丁香花,团团簇簇,瓣瓣欲语,朵朵含羞,看似一朵,实则几十上百,每一朵都有股青涩的羞怯,几十朵簇拥便有了铺天盖地的忧郁和清愁。
将丁香和愁联系到一起,并非是戴望舒的首有。早在唐朝期间,唐朝诗人李商隐便有诗言:“楼上黄昏欲望休,玉梯横绝月中钩。芭蕉不展丁香结,同向春风各自愁”,还有唐朝诗人李璟的诗:“青鸟不传云外信,丁香空结雨中愁”,还有五代李珣的“愁肠岂异丁香结,因离别,故国音书绝。想佳人花下。”等等,无不将丁香与愁联系到了一起。
那么,南歌的雨巷(二)又是怎样的丁香般的愁绪呢?
题记写道:“其实,只有下雨时雨巷才会长出潮湿,青苔,/和湿漉漉的愁”。“长出”一词将雨巷拟人化为一个有生命的机体,潮湿、青苔、愁绪都像植物一样从雨巷的肌理中萌发。而最后的“愁”字奠定了整首诗的情绪基调,南歌把愁绪跟雨进行了联结。
第一节:
“暮色裹着黄昏”,有一种层层叠叠的包裹感,时间变得稠密,这交代了一个时间感;“每一块青石板都是反光的镜子”是一种比喻,雨中积水使青石板如镜。“我寻着它”,“它”便是青石板;“在低矮的苔藓里,置入一捧细微的盐粒”,在青石板上的苔藓因雨而生,我寻找青石板,看见低矮的苔藓,而愁绪一样因雨而生,置入的盐粒或许是愁绪之下的泪水。
第二节:
“心事突然密集/像发酵的雨水跌进杯沿”,雨水本无生命,却像酒或面团一样“发酵”,如心事在体内酝酿。“不愿将记忆到处泼洒/所有的故事,在慢炖茶炉里渐次浓稠”,与“发酵”呼应,时间被拉长,故事被文火熬煮,“浓稠”既是物理上的茶汤变浓,也是情感上的记忆变得厚重。这是一种内敛,只在自己体内慢慢熬煮。记忆可能与“你”有关,那是一种无处诉说的记忆。
第三节:
“一把伞,要撑多久/身体里的潮湿才会返回地面”,这是一个时间性的追问,带有等待的焦灼。伞本为遮雨,但这里仿佛成了将“身体里的潮湿”与外界隔开的屏障。雨不再只是外部天气,而内化为身体的潮湿,是一种挥之不去的愁绪。它需要“返回地面”,回到它来的地方。这是一种渴望释放愁绪又无法释放愁绪的状态,愁绪总是才下眉头又上心头。
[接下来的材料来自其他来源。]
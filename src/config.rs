use std::net::{IpAddr, SocketAddr};
use std::path::PathBuf;

use anyhow::{Context, Result};
use serde::Deserialize;

/// Environment variable naming an optional TOML config file.
pub const CONFIG_ENV: &str = "COVID_DASH_CONFIG";

/// Server and data-source settings.
#[derive(Debug, Clone, PartialEq, Eq, Deserialize)]
#[serde(default, deny_unknown_fields)]
pub struct DashboardConfig {
    pub host: String,
    pub port: u16,
    /// Path or URL of the time-series table.
    pub historical_source: String,
    /// Path or URL of the latest-snapshot table.
    pub latest_source: String,
    /// Directory served under `/assets`.
    pub assets_dir: PathBuf,
}

impl Default for DashboardConfig {
    fn default() -> Self {
        DashboardConfig {
            host: "0.0.0.0".to_string(),
            port: 1050,
            historical_source: "data/owid-covid-data.csv".to_string(),
            latest_source: "data/owid-covid-latest.csv".to_string(),
            assets_dir: PathBuf::from("assets"),
        }
    }
}

impl DashboardConfig {
    /// Defaults, then the TOML file named by `COVID_DASH_CONFIG`, then
    /// `COVID_DASH_*` variables.
    pub fn load() -> Result<Self> {
        let base = match std::env::var(CONFIG_ENV) {
            Ok(path) => {
                let text = std::fs::read_to_string(&path)
                    .with_context(|| format!("reading config file {path}"))?;
                Self::from_toml(&text).with_context(|| format!("parsing config file {path}"))?
            }
            Err(_) => Self::default(),
        };
        base.with_overrides(|key| std::env::var(key).ok())
    }

    pub fn from_toml(text: &str) -> Result<Self> {
        Ok(toml::from_str(text)?)
    }

    /// Apply `COVID_DASH_*` overrides looked up through `lookup`.
    pub fn with_overrides(mut self, lookup: impl Fn(&str) -> Option<String>) -> Result<Self> {
        if let Some(host) = lookup("COVID_DASH_HOST") {
            self.host = host;
        }
        if let Some(port) = lookup("COVID_DASH_PORT") {
            self.port = port
                .parse()
                .with_context(|| format!("COVID_DASH_PORT={port} is not a port number"))?;
        }
        if let Some(source) = lookup("COVID_DASH_HISTORICAL") {
            self.historical_source = source;
        }
        if let Some(source) = lookup("COVID_DASH_LATEST") {
            self.latest_source = source;
        }
        if let Some(dir) = lookup("COVID_DASH_ASSETS") {
            self.assets_dir = PathBuf::from(dir);
        }
        Ok(self)
    }

    pub fn socket_addr(&self) -> Result<SocketAddr> {
        let ip: IpAddr = self
            .host
            .parse()
            .with_context(|| format!("host '{}' is not an IP address", self.host))?;
        Ok(SocketAddr::new(ip, self.port))
    }
}

#[cfg(test)]
mod tests {
    use std::collections::HashMap;

    use super::*;

    #[test]
    fn toml_fills_in_missing_fields_from_defaults() {
        let cfg = DashboardConfig::from_toml("port = 8050\nlatest_source = \"latest.json\"\n").unwrap();
        assert_eq!(cfg.port, 8050);
        assert_eq!(cfg.latest_source, "latest.json");
        assert_eq!(cfg.host, "0.0.0.0");
    }

    #[test]
    fn unknown_keys_are_rejected() {
        assert!(DashboardConfig::from_toml("debug = true\n").is_err());
    }

    #[test]
    fn environment_overrides_win() {
        let env: HashMap<&str, &str> = [("COVID_DASH_PORT", "9000"), ("COVID_DASH_HOST", "127.0.0.1")]
            .into_iter()
            .collect();
        let cfg = DashboardConfig::default()
            .with_overrides(|k| env.get(k).map(|v| v.to_string()))
            .unwrap();
        assert_eq!(cfg.socket_addr().unwrap(), "127.0.0.1:9000".parse().unwrap());
    }

    #[test]
    fn bad_port_is_an_error() {
        let result = DashboardConfig::default()
            .with_overrides(|k| (k == "COVID_DASH_PORT").then(|| "http".to_string()));
        assert!(result.is_err());
    }
}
“惘然若失的风从我的头顶穿过/此刻,我需要一笔起韵,按下心中翘首的企盼”。 风也有了失落的情绪,从头顶穿过。南歌需要“起韵”来按下“翘首的企盼”,企盼是向上向前的,而按下是一个压制动作。南歌需要起韵写诗来控制内心的汹涌。在雨中,翘首的期盼会在雨中的情境下毫无防备地汹涌而来。或许是期盼你的到来而不能到来,而滋生的愁绪和失落。
第四节:
“所有的雨会在今夜落下/那个丁香一样的姑娘站在巷口/一朵湿漉漉的花,顺着叹息,轻轻漫过脚踝。”“叹息”既是姑娘的,也是南歌的。“漫过脚踝”是一种轻柔的淹没感,雨中的水涨起来,花跟着雨水涨起来,姑娘的、南歌的愁绪以及叹息也跟着涨起来。
总的说来,南歌的这首诗比先前的诗句变得朦胧一些。但重要的是,南歌让那个在雨巷(一)中缺席的“我”重新回到了雨巷(二)中,在雨巷中走了一遍。而那雨中生出的愁绪无处说不便说又不必说。愁绪或许并不能解决问题,但是当脱离出来,将“那个丁香一样的姑娘”脱离自己而站在巷口,那种丁香般的愁绪也有一种美感。